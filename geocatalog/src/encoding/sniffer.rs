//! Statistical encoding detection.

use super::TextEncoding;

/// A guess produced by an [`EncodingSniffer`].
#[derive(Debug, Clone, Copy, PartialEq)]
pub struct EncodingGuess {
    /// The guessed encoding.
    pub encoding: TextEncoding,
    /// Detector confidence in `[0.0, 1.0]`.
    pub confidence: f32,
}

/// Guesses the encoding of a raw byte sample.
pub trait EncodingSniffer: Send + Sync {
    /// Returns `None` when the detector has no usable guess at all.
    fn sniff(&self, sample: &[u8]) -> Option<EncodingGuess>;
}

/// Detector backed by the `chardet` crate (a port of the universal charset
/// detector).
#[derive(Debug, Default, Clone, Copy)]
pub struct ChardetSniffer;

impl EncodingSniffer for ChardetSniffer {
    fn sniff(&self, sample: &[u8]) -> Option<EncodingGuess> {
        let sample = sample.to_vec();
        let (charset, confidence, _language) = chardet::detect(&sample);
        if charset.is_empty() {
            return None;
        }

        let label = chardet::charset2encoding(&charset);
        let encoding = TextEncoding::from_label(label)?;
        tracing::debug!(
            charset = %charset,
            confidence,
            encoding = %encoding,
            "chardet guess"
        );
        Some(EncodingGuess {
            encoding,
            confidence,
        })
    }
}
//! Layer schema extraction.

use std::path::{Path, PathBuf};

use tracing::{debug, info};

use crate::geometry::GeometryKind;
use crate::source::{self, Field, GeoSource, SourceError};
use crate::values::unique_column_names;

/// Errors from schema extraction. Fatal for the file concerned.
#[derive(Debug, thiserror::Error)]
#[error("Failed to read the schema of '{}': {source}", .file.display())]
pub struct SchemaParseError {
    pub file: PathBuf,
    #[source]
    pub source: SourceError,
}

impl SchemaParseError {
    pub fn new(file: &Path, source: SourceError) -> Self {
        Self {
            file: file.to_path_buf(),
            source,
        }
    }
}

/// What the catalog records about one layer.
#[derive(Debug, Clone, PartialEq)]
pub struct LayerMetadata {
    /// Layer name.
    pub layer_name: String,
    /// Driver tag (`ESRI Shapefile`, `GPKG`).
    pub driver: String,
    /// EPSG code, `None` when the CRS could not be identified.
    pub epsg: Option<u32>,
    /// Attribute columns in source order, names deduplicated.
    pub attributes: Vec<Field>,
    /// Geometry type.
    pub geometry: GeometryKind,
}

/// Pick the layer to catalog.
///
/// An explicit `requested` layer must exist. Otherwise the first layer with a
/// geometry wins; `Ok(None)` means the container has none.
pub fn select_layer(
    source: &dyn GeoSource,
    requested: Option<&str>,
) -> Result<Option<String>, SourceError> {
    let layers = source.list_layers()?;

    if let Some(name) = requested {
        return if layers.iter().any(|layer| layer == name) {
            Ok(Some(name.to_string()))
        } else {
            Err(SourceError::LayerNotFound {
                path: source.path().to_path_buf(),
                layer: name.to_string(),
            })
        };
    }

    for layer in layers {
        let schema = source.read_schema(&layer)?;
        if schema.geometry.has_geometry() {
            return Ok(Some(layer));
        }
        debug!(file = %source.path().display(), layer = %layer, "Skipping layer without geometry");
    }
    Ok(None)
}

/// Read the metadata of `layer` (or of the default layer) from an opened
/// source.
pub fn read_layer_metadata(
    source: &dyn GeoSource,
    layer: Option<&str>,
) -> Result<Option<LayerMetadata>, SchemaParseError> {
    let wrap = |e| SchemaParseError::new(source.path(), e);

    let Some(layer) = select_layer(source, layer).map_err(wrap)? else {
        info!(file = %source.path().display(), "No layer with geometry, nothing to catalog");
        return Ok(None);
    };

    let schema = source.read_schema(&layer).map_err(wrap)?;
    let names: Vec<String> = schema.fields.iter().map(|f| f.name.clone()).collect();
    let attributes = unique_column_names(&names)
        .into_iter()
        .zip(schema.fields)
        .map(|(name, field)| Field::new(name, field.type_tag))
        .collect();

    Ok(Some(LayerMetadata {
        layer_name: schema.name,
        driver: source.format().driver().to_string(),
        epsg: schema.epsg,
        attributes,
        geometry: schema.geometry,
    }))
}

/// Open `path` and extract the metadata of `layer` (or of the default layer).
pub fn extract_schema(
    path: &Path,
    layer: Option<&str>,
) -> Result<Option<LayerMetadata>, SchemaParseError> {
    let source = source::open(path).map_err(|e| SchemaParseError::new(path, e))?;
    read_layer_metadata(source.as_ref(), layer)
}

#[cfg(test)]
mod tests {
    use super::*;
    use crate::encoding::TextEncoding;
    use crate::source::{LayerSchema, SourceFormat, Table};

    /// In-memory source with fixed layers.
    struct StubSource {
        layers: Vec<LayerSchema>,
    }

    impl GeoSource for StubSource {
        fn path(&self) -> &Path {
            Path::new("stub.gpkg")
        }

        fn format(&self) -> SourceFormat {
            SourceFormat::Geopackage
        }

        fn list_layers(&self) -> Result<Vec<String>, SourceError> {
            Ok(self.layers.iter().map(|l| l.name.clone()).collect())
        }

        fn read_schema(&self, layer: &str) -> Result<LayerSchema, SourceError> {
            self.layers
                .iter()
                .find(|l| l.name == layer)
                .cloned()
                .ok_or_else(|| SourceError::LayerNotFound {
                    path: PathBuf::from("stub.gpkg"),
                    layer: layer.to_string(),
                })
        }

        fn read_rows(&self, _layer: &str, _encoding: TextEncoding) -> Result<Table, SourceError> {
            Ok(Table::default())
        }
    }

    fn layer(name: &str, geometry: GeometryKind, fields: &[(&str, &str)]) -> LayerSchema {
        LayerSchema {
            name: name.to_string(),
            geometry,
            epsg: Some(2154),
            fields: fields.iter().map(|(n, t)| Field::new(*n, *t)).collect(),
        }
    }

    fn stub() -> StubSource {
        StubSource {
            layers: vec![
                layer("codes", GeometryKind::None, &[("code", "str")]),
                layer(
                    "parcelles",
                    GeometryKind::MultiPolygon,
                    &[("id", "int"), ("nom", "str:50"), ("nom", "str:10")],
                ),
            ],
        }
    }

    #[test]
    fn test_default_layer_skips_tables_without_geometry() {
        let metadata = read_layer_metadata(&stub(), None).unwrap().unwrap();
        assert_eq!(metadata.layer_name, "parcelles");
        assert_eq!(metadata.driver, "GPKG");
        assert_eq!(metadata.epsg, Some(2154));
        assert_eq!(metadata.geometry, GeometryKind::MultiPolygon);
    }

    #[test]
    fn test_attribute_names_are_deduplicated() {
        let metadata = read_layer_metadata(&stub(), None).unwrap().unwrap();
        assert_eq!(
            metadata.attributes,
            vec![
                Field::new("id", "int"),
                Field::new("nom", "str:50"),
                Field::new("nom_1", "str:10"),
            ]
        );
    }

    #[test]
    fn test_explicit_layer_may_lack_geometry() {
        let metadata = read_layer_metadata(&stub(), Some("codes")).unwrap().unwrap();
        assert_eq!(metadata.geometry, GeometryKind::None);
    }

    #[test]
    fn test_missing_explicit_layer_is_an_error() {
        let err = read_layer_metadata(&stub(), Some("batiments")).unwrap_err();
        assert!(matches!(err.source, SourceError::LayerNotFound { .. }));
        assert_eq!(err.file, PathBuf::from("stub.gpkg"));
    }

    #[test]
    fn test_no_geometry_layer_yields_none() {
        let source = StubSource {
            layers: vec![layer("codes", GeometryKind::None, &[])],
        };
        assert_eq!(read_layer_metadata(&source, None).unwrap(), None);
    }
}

◆ ◆ ◆ ◆

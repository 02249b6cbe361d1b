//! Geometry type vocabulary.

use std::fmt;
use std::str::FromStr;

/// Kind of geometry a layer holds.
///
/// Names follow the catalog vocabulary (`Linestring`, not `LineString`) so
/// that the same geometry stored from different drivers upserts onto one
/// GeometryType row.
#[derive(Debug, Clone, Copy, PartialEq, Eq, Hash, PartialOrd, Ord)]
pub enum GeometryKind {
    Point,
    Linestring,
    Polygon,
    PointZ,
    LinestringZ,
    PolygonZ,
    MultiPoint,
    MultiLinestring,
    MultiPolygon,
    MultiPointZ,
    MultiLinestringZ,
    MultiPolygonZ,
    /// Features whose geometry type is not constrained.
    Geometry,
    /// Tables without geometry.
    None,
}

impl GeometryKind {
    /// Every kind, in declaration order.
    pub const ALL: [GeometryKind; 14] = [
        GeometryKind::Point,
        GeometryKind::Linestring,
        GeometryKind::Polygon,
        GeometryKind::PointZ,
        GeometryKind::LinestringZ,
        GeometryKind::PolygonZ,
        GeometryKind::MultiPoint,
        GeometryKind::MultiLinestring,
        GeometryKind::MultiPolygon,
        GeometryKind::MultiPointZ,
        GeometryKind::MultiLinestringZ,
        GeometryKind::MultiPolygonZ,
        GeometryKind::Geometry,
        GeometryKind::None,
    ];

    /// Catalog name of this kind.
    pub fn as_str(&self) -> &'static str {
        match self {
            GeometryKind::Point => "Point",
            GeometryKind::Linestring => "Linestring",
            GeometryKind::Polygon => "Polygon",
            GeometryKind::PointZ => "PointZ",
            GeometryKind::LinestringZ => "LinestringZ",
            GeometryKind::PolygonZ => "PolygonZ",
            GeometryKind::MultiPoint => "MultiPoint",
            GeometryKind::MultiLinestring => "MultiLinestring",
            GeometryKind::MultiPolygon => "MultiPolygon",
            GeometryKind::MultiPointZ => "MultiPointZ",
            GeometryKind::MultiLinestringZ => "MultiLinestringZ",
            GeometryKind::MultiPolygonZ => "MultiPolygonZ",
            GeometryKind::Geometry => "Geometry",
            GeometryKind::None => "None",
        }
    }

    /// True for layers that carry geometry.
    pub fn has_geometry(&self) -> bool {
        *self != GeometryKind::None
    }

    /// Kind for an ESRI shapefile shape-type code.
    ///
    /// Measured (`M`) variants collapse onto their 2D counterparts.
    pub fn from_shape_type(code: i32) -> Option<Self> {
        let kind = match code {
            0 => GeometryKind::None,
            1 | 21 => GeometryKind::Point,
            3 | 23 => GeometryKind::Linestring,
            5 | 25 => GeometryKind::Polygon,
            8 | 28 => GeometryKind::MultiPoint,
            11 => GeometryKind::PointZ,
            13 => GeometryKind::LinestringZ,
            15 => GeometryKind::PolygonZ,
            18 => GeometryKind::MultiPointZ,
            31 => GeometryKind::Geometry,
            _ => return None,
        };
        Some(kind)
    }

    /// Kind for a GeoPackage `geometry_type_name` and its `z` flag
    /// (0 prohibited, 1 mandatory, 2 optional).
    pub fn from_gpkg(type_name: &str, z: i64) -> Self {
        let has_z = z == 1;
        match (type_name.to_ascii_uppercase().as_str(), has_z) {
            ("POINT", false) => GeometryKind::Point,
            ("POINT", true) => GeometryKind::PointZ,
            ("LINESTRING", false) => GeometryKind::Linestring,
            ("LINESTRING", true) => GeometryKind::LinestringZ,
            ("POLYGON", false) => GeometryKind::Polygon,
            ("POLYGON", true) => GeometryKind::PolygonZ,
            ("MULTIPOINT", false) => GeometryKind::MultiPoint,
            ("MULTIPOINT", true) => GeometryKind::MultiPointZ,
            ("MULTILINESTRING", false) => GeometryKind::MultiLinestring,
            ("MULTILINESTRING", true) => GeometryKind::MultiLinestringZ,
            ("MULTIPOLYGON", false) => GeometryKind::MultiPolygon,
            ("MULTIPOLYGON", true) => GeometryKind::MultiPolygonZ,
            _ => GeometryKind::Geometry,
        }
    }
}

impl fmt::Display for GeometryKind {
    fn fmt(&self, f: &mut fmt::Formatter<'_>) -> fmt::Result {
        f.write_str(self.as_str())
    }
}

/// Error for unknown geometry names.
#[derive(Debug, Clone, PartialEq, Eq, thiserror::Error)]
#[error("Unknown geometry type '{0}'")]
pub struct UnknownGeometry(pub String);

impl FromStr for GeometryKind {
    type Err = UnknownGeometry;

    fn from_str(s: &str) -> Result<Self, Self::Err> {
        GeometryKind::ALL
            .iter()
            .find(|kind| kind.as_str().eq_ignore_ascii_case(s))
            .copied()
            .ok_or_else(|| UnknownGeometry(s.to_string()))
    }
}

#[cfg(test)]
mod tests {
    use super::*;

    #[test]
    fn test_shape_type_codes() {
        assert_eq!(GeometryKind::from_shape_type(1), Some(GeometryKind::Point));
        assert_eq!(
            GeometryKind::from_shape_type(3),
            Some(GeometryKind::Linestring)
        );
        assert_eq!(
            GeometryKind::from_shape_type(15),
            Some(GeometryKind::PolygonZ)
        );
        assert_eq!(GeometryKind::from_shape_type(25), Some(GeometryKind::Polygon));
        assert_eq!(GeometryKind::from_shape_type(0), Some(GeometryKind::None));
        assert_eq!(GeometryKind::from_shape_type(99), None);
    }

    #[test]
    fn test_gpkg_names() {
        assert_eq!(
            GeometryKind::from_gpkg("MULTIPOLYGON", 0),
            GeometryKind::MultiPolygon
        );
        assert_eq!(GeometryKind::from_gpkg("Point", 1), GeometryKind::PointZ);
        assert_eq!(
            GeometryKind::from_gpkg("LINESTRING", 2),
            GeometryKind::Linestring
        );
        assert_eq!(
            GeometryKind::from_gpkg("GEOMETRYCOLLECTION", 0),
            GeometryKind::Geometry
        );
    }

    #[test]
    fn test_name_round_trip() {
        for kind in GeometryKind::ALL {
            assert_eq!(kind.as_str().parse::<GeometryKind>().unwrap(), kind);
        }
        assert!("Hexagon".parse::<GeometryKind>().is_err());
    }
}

◆ ◆ ◆ ◆

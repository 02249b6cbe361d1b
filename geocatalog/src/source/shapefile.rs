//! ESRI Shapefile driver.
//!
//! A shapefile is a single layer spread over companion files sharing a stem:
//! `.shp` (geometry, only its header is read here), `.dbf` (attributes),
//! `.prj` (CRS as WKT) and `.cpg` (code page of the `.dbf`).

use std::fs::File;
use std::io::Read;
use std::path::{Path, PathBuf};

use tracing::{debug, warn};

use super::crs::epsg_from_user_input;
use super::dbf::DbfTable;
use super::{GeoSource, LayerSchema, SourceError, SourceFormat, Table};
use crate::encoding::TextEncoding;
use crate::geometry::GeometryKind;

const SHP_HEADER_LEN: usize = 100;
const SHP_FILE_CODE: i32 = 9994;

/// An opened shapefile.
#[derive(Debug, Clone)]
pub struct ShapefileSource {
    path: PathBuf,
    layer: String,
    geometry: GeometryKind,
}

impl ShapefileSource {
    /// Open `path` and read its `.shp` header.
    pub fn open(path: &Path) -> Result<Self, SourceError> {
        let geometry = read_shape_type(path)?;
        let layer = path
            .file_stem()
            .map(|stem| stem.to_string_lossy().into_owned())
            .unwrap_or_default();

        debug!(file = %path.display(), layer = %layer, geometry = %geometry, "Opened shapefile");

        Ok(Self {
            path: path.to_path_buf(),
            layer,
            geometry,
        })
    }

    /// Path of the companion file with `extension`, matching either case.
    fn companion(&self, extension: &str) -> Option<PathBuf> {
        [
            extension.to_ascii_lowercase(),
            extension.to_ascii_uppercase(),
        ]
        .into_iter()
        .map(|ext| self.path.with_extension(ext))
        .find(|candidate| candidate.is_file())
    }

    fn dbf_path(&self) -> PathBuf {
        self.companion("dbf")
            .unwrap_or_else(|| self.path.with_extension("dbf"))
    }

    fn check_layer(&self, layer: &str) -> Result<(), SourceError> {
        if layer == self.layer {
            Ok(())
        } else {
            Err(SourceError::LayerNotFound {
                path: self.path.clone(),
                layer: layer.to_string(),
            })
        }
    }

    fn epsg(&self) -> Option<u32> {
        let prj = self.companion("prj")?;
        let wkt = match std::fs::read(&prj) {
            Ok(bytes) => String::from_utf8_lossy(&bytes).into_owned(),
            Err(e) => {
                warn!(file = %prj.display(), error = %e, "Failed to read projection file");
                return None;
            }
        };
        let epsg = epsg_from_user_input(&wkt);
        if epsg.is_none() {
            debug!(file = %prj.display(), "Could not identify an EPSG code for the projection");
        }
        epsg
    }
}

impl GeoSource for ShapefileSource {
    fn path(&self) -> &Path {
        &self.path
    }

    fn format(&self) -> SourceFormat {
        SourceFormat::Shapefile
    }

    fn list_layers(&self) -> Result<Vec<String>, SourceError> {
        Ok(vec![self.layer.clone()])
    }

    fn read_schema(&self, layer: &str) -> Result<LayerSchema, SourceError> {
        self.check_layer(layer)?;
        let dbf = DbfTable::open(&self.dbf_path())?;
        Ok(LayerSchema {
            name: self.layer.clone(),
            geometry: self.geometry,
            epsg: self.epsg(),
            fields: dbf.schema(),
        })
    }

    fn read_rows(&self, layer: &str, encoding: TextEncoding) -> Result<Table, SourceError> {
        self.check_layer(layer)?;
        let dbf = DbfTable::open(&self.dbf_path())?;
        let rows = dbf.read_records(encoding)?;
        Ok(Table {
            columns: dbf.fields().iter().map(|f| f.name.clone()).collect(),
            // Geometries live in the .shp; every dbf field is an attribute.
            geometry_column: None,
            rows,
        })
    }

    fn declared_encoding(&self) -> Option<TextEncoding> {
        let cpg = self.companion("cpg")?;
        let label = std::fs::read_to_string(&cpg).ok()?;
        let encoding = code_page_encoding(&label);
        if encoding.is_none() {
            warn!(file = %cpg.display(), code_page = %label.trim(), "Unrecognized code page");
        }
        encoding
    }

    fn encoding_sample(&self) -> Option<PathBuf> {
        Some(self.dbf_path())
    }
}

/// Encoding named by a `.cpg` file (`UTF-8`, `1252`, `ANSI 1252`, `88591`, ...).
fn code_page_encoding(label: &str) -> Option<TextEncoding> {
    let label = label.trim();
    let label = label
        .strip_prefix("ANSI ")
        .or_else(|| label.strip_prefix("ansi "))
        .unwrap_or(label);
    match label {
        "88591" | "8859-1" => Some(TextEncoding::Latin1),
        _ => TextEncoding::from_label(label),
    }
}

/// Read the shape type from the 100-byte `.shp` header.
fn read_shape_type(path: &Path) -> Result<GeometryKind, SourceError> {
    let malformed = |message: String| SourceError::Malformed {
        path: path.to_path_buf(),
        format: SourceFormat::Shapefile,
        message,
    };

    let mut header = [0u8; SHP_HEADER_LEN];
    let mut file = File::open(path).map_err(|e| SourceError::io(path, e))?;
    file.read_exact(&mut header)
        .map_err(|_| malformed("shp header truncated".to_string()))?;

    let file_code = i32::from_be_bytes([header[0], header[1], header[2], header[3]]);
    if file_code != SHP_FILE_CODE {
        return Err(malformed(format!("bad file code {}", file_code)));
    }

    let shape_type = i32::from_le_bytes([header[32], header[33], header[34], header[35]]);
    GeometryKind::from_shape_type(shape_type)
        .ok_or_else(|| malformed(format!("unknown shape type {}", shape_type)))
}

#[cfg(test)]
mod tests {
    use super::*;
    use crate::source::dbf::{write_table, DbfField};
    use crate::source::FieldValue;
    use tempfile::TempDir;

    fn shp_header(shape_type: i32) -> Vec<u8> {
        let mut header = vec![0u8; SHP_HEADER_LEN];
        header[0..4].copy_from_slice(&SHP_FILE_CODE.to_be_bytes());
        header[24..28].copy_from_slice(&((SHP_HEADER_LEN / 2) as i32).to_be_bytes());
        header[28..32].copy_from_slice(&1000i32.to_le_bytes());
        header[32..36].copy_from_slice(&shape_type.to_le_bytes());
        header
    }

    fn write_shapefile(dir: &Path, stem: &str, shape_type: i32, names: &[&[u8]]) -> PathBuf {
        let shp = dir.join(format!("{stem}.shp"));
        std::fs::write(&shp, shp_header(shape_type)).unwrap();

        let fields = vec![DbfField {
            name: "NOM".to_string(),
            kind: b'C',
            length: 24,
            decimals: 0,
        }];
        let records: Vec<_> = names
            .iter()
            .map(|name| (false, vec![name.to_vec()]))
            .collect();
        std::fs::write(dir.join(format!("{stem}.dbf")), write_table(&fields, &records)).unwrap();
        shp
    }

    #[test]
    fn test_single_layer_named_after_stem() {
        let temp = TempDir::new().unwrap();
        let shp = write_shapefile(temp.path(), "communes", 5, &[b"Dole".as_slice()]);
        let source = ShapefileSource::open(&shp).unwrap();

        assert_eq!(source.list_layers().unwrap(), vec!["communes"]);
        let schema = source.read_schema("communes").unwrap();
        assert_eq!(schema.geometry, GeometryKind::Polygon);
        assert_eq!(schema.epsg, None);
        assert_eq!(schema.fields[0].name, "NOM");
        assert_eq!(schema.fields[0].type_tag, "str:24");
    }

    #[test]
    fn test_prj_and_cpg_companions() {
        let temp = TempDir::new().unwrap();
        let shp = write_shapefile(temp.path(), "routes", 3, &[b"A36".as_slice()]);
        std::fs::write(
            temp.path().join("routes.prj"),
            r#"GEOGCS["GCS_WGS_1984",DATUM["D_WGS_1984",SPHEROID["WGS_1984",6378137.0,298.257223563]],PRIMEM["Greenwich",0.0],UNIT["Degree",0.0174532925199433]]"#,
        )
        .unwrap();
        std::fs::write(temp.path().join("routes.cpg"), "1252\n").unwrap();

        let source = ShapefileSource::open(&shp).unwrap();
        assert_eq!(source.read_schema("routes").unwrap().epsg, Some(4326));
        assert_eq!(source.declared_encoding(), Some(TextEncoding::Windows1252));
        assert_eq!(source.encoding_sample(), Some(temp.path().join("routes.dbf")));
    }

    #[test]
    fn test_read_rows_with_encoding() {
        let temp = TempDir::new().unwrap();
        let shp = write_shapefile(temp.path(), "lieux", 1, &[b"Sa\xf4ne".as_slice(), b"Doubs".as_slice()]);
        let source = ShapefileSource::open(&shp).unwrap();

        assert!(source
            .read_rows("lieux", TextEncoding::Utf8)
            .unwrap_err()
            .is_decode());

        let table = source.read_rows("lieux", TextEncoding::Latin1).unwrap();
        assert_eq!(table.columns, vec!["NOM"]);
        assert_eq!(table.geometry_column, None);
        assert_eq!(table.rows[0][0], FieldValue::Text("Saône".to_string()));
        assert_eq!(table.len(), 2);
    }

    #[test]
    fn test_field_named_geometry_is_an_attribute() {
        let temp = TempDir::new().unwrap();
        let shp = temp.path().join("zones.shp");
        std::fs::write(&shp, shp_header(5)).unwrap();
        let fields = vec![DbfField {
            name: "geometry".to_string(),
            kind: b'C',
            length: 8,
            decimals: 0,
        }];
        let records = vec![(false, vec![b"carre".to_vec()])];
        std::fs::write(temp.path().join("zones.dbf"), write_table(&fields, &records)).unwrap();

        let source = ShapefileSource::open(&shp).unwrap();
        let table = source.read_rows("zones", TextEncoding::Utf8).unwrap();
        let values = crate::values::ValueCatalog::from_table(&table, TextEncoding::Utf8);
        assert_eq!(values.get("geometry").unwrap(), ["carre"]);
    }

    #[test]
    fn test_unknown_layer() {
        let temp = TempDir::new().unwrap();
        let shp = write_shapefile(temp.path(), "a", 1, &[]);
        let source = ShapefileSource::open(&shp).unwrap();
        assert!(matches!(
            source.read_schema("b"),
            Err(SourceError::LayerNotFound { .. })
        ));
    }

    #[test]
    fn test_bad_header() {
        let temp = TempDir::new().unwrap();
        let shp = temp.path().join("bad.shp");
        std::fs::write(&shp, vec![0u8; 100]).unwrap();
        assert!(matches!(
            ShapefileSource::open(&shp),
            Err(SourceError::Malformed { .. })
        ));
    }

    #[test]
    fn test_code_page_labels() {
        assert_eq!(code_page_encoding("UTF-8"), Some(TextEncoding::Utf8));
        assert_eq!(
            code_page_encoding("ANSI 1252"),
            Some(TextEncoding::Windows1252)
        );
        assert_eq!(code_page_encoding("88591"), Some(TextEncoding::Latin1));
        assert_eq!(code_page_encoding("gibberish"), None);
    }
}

◆ ◆ ◆ ◆

WHAT THE TASK ASKS: Filter this listing and copy only the lines holding the word "extraction".

RESPONSE:
//! Layer schema extraction.
/// Errors from schema extraction. Fatal for the file concerned.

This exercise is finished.